At 3 months assessment there were no statistically significant differences between the groups, except for ulnar deviation, which was significantly greater in the isolated DRF group (24O vs 21O); however, such a slight difference is not clinically meaningful. Distal radio-ulnar joint was found stable in all patients with isolated DRF and unstable in two patients with concomitant ulnar styloid fractures. These two patients had the highest DASH scores - 67 and 71, suggesting poorer function.
At 6 months assessment there were no statistically significant differences between the groups in all considered parameters. Likewise at 3 months assessment, DRUJ was found unstable in the same two patients with ulnar styloid fractures, who continued to have the highest DASH scores - 64 and 53. None of them decided to undergo surgery for this instability until the end of the study.
Assessment at 3 months showed no statistically significant differences between the groups, except for radial inclination, which was significantly lower in the group with concomitant ulnar styloid fracture (20O vs 16O). The number of patients with radiological parameters regarded as unacceptable was: dorsal tilt >20O had two patients with isolated DRF vs one with associated ulnar styloid fracture. Ulnar variance < -5 mm had only two patients with isolated DRF and radial inclination <15O had five patients in each group.
Assessment at 6 months showed no statistically significant differences between the groups in radiological parameters of the distal radius. Number of patients with radiological parameters regarded as unacceptable was: dorsal tilt >20O had three patients with isolated DRF vs one with associated ulnar styloid fracture. Ulnar variance < -5 mm had only two patients with isolated DRF, and radial inclination <15O had five in either group.
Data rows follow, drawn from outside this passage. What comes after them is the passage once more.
//! Named, cancelable, single-shot delayed actions
//!
//! Each slot holds at most one pending timer. Arming an occupied slot cancels
//! the previous timer first.

use serde::Serialize;
use std::collections::HashMap;
use std::future::Future;
use std::time::Duration;
use tokio_util::sync::CancellationToken;

/// Timer slots used by a session
#[derive(Debug, Clone, Copy, PartialEq, Eq, Hash, Serialize)]
#[serde(rename_all = "snake_case")]
pub enum TimerSlot {
    /// No reply after the user stopped talking: send a filler prompt
    Silence,
    /// No activity after the assistant's last turn: close the conversation
    Ending,
    /// Grace period between entering `ending` and stopping the transport
    Hangup,
    /// Debounce before showing the busy indicator
    ProcessingSpinner,
    /// Delay before an automatic call restart
    Retry,
}

/// Reference to one armed timer
#[derive(Debug, Clone, Copy, PartialEq, Eq)]
pub struct TimerHandle {
    pub slot: TimerSlot,
    generation: u64,
}

#[cfg(test)]
impl TimerHandle {
    /// A handle no `TimerSet` will ever claim, for driving transitions directly
    pub fn detached(slot: TimerSlot) -> Self {
        Self {
            slot,
            generation: 0,
        }
    }
}

#[derive(Debug)]
struct PendingTimer {
    generation: u64,
    cancel: CancellationToken,
}

/// Owns the pending timers for a session
#[derive(Debug, Default)]
pub struct TimerSet {
    slots: HashMap<TimerSlot, PendingTimer>,
    next_generation: u64,
}

impl TimerSet {
    pub fn new() -> Self {
        Self::default()
    }

    /// Schedule `action` to run after `delay` unless canceled first.
    ///
    /// The action receives the handle so it can report back; use
    /// [`TimerSet::complete`] to check the report is still current.
    pub fn arm<F, Fut>(&mut self, slot: TimerSlot, delay: Duration, action: F) -> TimerHandle
    where
        F: FnOnce(TimerHandle) -> Fut + Send + 'static,
        Fut: Future<Output = ()> + Send + 'static,
    {
        self.cancel(slot);

        self.next_generation += 1;
        let handle = TimerHandle {
            slot,
            generation: self.next_generation,
        };
        let cancel = CancellationToken::new();
        let token = cancel.clone();

        tokio::spawn(async move {
            tokio::select! {
                () = token.cancelled() => {}
                () = tokio::time::sleep(delay) => action(handle).await,
            }
        });

        tracing::trace!(?slot, delay_ms = %delay.as_millis(), "Timer armed");
        self.slots.insert(
            slot,
            PendingTimer {
                generation: handle.generation,
                cancel,
            },
        );
        handle
    }

    /// Cancel the timer in `slot`, if any
    pub fn cancel(&mut self, slot: TimerSlot) {
        if let Some(pending) = self.slots.remove(&slot) {
            pending.cancel.cancel();
            tracing::trace!(?slot, "Timer canceled");
        }
    }

    pub fn cancel_all(&mut self) {
        for (_, pending) in self.slots.drain() {
            pending.cancel.cancel();
        }
    }

    /// Claim a fired timer. Returns false if the handle was canceled or
    /// superseded since it was armed, in which case the fire must be ignored.
    pub fn complete(&mut self, handle: TimerHandle) -> bool {
        match self.slots.get(&handle.slot) {
            Some(pending) if pending.generation == handle.generation => {
                self.slots.remove(&handle.slot);
                true
            }
            _ => false,
        }
    }

    #[cfg(test)]
    pub fn is_armed(&self, slot: TimerSlot) -> bool {
        self.slots.contains_key(&slot)
    }

    /// Number of pending timers across all slots
    #[cfg(test)]
    pub fn pending(&self) -> usize {
        self.slots.len()
    }
}

impl Drop for TimerSet {
    fn drop(&mut self) {
        self.cancel_all();
    }
}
Ulnar styloid was found to be united in three patients (9%) at 3 months and in eight (in total) at 6 months (23%).
An argument supporting the role of intact ulnar styloid for stability of the DRUJ is that it provides attachment for triangular fibrocartilage complex, volar and dorsal radioulnar ligaments. Fracture of the ulnar styloid may cause disruption or stretching of these structures, subsequently impairing the DRUJ stability. Some authors question the importance of this mechanism, suggesting that the peripheral portion of the TFCC, usually injured at the fractures of the distal radius is well vascularized and has potential to heal if the ligaments are approximated . It is believed that anatomical reduction and stable fixation of the distal radius provides also well reduction of ruptured TFCC which can heal without separate addressing . Next, it has been suggested that the central structure responsible for stability of the DRUJ may be the interosseous membrane. The role of this structure, particularly its “distal oblique bundle” as a strong DRUJ stabilizer was emphasized by Noda et al. . These authors suggest that, despite the TFCC rupture or the presence of an ulnar styloid fracture, the stability of DRUJ is maintained when the interosseous membrane is intact and the distal portion of the radius (particularly the sigmoid notch) is stable fixed . These findings question the role of the ulnar styloid in maintaining DRUJ congruity and support the opinion that stable fixation of the distal radius fracture is paramount for a satisfactory outcome.
An unrepaired ulnar styloid fracture does not affect the outcome of a distal radius fracture which is fixed by “augmented” K-wire method. This finding extends the treatment options for these fracture configurations which were, as yet, suggested to be fixed by volar locking plates.